I did not actively seek out the boxing, it sort of found me. I was taking a break from watching a DV D and began flipping through the HBO channels on my dish and stumbled over it. It was a heavyweight bout with Wladimir Klitschko facing Samuel Peter for the right to be number contender for both the IBF and WBO titles.

As I said earlier, and some probably didn’t believe me, I enjoyed this fight. Klitschko won in a unanimous decision even though he was knocked down 3 times throughout the match. These two warriors went after each other in the last few rounds giving it all they had. The only problem with that was that for about three of the middle rounds, they just kind of danced around and hugged each other. Other than that it was an exciting fight.

That is one thing I thought I would never say about a fight, especially since Mike Tyson had lost the ability to box. I never even expected to watch another fight in my life; boxing had lost any appeal it had ever had for me. The main reason is because there are no big names left in the sport of boxing. At least there are no big names left who can fight.

I am just a casual fan of boxing, in the extreme sense of the word casual. Let’s put it this way, say Beaver Dam had a sports team and they were playing a game this week at home. I am a walk up customer. Many people buy season tickets to ballgames and still others buy tickets for one game many weeks ahead of time. These are fans of that game and that team. I am a walk up customer who just out of the blue decides to check out a ballgame that day. There is no special reason other than I just felt like checking it out.

That is how I am with boxing if I see it on TV, sometimes I feel like watching sometimes I don’t. I never make time for it or seek it out. That is the problem with boxing, they have too many casual fans who can take it or leave it and to few hardcore fans who search it out.

If I am anything, I am a solutions oriented person and I have a few things that the sport of boxing can do to fix itself, no pun intended.

1. Boxing doesn’t need to fix itself. By that I mean there does not need to be any type of shady decisions or a whisper of the fix being in. I know this isn’t the 1950’s and organized crime probably has moved on to other things, but there are still some decisions that take place today that some question. I do not know if they are fixed for money or maybe a judge or a referee owes a promoter a favor or nothing fishy is going on at all. I just know that you need to have your fans to believe that boxing is not professional wrestling.

The heads of the boxing federations need to make sure to clamp down on any fighter or promoter who claims that a fight was fixed, whether it was or not. The NBA threatened to kick Jeff Van Gundy out of the league for hinting that the NBA refs were favoring one team over another. If a boxer claims to have been cheated in a fight the federations need to make sure that there are measures to keep that boxer under control, whether it is by suspensions or fines.

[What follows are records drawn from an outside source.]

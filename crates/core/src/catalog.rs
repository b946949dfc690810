//! Product catalog and category filtering.

use core::fmt;
use std::str::FromStr;

use serde::{Deserialize, Serialize};

use crate::types::{Price, ProductId};

/// Placeholder image shared by every seeded product.
pub const PLACEHOLDER_IMAGE: &str = "/static/images/placeholder.svg";

/// Errors produced while interpreting catalog input.
#[derive(thiserror::Error, Debug, Clone, PartialEq, Eq)]
pub enum CatalogError {
    /// The category tag is not one the catalog knows.
    #[error("unknown category: {0}")]
    UnknownCategory(String),
}

/// Category tag attached to every product.
#[derive(Debug, Clone, Copy, PartialEq, Eq, Hash, Serialize, Deserialize)]
#[serde(rename_all = "lowercase")]
pub enum Category {
    Home,
    Accessories,
}

impl Category {
    /// Every category, in tab order.
    pub const ALL: [Self; 2] = [Self::Home, Self::Accessories];

    /// URL/query tag, e.g. `home`.
    #[must_use]
    pub const fn as_str(self) -> &'static str {
        match self {
            Self::Home => "home",
            Self::Accessories => "accessories",
        }
    }

    /// Human-readable tab label.
    #[must_use]
    pub const fn label(self) -> &'static str {
        match self {
            Self::Home => "Home",
            Self::Accessories => "Accessories",
        }
    }
}

impl fmt::Display for Category {
    fn fmt(&self, f: &mut fmt::Formatter<'_>) -> fmt::Result {
        f.write_str(self.as_str())
    }
}

impl FromStr for Category {
    type Err = CatalogError;

    fn from_str(s: &str) -> Result<Self, Self::Err> {
        Self::ALL
            .into_iter()
            .find(|category| category.as_str() == s)
            .ok_or_else(|| CatalogError::UnknownCategory(s.to_string()))
    }
}

/// Active view restriction over the catalog.
#[derive(Debug, Clone, Copy, PartialEq, Eq, Hash, Default)]
pub enum CategoryFilter {
    #[default]
    All,
    Only(Category),
}

impl CategoryFilter {
    /// Query tag, `all` or a category tag.
    #[must_use]
    pub const fn as_str(self) -> &'static str {
        match self {
            Self::All => "all",
            Self::Only(category) => category.as_str(),
        }
    }

    /// Tab label.
    #[must_use]
    pub const fn label(self) -> &'static str {
        match self {
            Self::All => "All",
            Self::Only(category) => category.label(),
        }
    }

    /// Whether a product passes this filter.
    #[must_use]
    pub fn matches(self, product: &Product) -> bool {
        match self {
            Self::All => true,
            Self::Only(category) => product.category == category,
        }
    }
}

impl fmt::Display for CategoryFilter {
    fn fmt(&self, f: &mut fmt::Formatter<'_>) -> fmt::Result {
        f.write_str(self.as_str())
    }
}

impl FromStr for CategoryFilter {
    type Err = CatalogError;

    fn from_str(s: &str) -> Result<Self, Self::Err> {
        if s == "all" {
            return Ok(Self::All);
        }
        s.parse().map(Self::Only)
    }
}

/// A purchasable product.
#[derive(Debug, Clone, PartialEq, Eq, Serialize, Deserialize)]
pub struct Product {
    pub id: ProductId,
    pub name: String,
    pub price: Price,
    /// Opaque image reference.
    pub image: String,
    pub category: Category,
}

impl Product {
    fn seed(id: i32, name: &str, dollars: i64, category: Category) -> Self {
        Self {
            id: ProductId::new(id),
            name: name.to_string(),
            price: Price::usd(dollars),
            image: PLACEHOLDER_IMAGE.to_string(),
            category,
        }
    }
}

/// The static list of products shown to visitors.
#[derive(Debug, Clone, Default)]
pub struct Catalog {
    products: Vec<Product>,
}

impl Catalog {
    /// Build a catalog from an ordered product list.
    #[must_use]
    pub const fn new(products: Vec<Product>) -> Self {
        Self { products }
    }

    /// The built-in sample catalog.
    #[must_use]
    pub fn seeded() -> Self {
        Self::new(vec![
            Product::seed(1, "Ceramic Vase", 89, Category::Home),
            Product::seed(2, "Linen Throw", 45, Category::Home),
            Product::seed(3, "Minimalist Clock", 65, Category::Accessories),
            Product::seed(4, "Wooden Bowl", 35, Category::Home),
        ])
    }

    /// All products in catalog order.
    #[must_use]
    pub fn products(&self) -> &[Product] {
        &self.products
    }

    /// Look up a product by ID.
    #[must_use]
    pub fn get(&self, id: ProductId) -> Option<&Product> {
        self.products.iter().find(|product| product.id == id)
    }

    /// Products passing `filter`, in catalog order.
    #[must_use]
    pub fn filter(&self, filter: CategoryFilter) -> Vec<&Product> {
        self.products
            .iter()
            .filter(|product| filter.matches(product))
            .collect()
    }

    /// Filter tabs offered on the catalog screen.
    #[must_use]
    pub fn tabs() -> Vec<CategoryFilter> {
        std::iter::once(CategoryFilter::All)
            .chain(Category::ALL.into_iter().map(CategoryFilter::Only))
            .collect()
    }
}

#[cfg(test)]
#[allow(clippy::unwrap_used)]
mod tests {
    use super::*;

    fn ids(products: &[&Product]) -> Vec<i32> {
        products.iter().map(|p| p.id.as_i32()).collect()
    }

    #[test]
    fn test_seeded_catalog() {
        let catalog = Catalog::seeded();
        assert_eq!(catalog.products().len(), 4);
        let vase = catalog.get(ProductId::new(1)).unwrap();
        assert_eq!(vase.name, "Ceramic Vase");
        assert_eq!(vase.price, Price::usd(89));
        assert_eq!(vase.category, Category::Home);
    }

    #[test]
    fn test_filter_all_returns_full_list() {
        let catalog = Catalog::seeded();
        let all = catalog.filter(CategoryFilter::All);
        assert_eq!(ids(&all), vec![1, 2, 3, 4]);
    }

    #[test]
    fn test_filter_home_preserves_order() {
        let catalog = Catalog::seeded();
        let home = catalog.filter(CategoryFilter::Only(Category::Home));
        assert_eq!(ids(&home), vec![1, 2, 4]);
        assert!(home.iter().all(|p| p.category == Category::Home));
    }

    #[test]
    fn test_filter_accessories() {
        let catalog = Catalog::seeded();
        let accessories = catalog.filter(CategoryFilter::Only(Category::Accessories));
        assert_eq!(ids(&accessories), vec![3]);
    }

    #[test]
    fn test_get_unknown_product() {
        assert!(Catalog::seeded().get(ProductId::new(99)).is_none());
    }

    #[test]
    fn test_parse_filter() {
        assert_eq!("all".parse::<CategoryFilter>().unwrap(), CategoryFilter::All);
        assert_eq!(
            "home".parse::<CategoryFilter>().unwrap(),
            CategoryFilter::Only(Category::Home)
        );
        assert_eq!(
            "garden".parse::<CategoryFilter>(),
            Err(CatalogError::UnknownCategory("garden".to_string()))
        );
    }

    #[test]
    fn test_filter_tag_roundtrips_through_display() {
        for tab in Catalog::tabs() {
            assert_eq!(tab.to_string().parse::<CategoryFilter>().unwrap(), tab);
        }
    }

    #[test]
    fn test_tabs_order() {
        let labels: Vec<_> = Catalog::tabs().into_iter().map(CategoryFilter::label).collect();
        assert_eq!(labels, vec!["All", "Home", "Accessories"]);
    }

    #[test]
    fn test_category_serde_lowercase() {
        let json = serde_json::to_string(&Category::Accessories).unwrap();
        assert_eq!(json, "\"accessories\"");
    }
}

2. Boxing needs to get rid of all the different organizations. We have the IBF, the WBO, the IBC, the ATM, the BMF; it gets a little crazy when you have twenty different champions. It is so bad that I could probably win a boxing title and I haven’t boxed since 1974. Get together and make the title World Champion mean something. Let the title holder be the one and only champ.

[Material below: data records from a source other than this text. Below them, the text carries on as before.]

//! Askama filters shared by the storefront templates.

#![allow(clippy::unnecessary_wraps)]

use std::fmt::Display;

/// Current calendar year, for the footer.
///
/// Usage in templates: `{{ ""|current_year }}`
#[askama::filter_fn]
pub fn current_year(_value: impl Display, _env: &dyn askama::Values) -> askama::Result<i32> {
    use chrono::Datelike;
    Ok(chrono::Utc::now().year())
}

/// Fingerprint of `static/css/main.css`, set by `build.rs`.
///
/// Usage in templates: `{{ ""|css_hash }}`
#[askama::filter_fn]
pub fn css_hash(_value: impl Display, _env: &dyn askama::Values) -> askama::Result<&'static str> {
    Ok(env!("CSS_HASH"))
}

/// Cart size phrase: `1 item`, `3 items`.
///
/// Usage in templates: `{{ cart.count|item_count }}`
#[askama::filter_fn]
pub fn item_count(count: impl Display, _env: &dyn askama::Values) -> askama::Result<String> {
    Ok(item_count_label(&count.to_string()))
}

fn item_count_label(count: &str) -> String {
    if count == "1" {
        "1 item".to_string()
    } else {
        format!("{count} items")
    }
}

3. Boxing needs to quit taking itself so seriously, especially when it comes to pay per views. I have watched maybe three boxing pay per views in my life and none cost less than fifty dollars. FIFTY DOLLARS! For a sport that barely draws a passing interest from most sports fans. Lower your prices and maybe, just maybe you will draw in the casual fan. It is pretty hard to sell pay per views when the average home owner needs to sell tickets to watch the fight at his home.

4. Boxing needs to market itself better. I know it is hard to market athletes in a sport no one watches, but you have to start somewhere. Maybe they could put better fights on free TV and let the average fan have a chance to stumble onto an exciting bout between two great fighters they would normally have to pay to see. Surely there are some sporting goods companies that would be willing to take a cheap chance on a boxer. Steal a marketing guy from the NFL, NBA, or even the MLB and let them run wild. Anything would be better than what is being done now.

5. Get rid of Don King or let him be the poster boy for boxing, one or the other. There are probably as many people that hate Don King as there are that like him, but which ever the case, he is probably the most well known figure in the sport. Boxing needs to decide if it would rather push him underground because of his somewhat shady past and dealings and make sure the public knows you are taking your sport’s integrity seriously. Or push him to the forefront and make him your unofficial spokesman for the sport and make him a part of your marketing campaign. If possible get him out of promoting fighters and into promoting the sport as a whole.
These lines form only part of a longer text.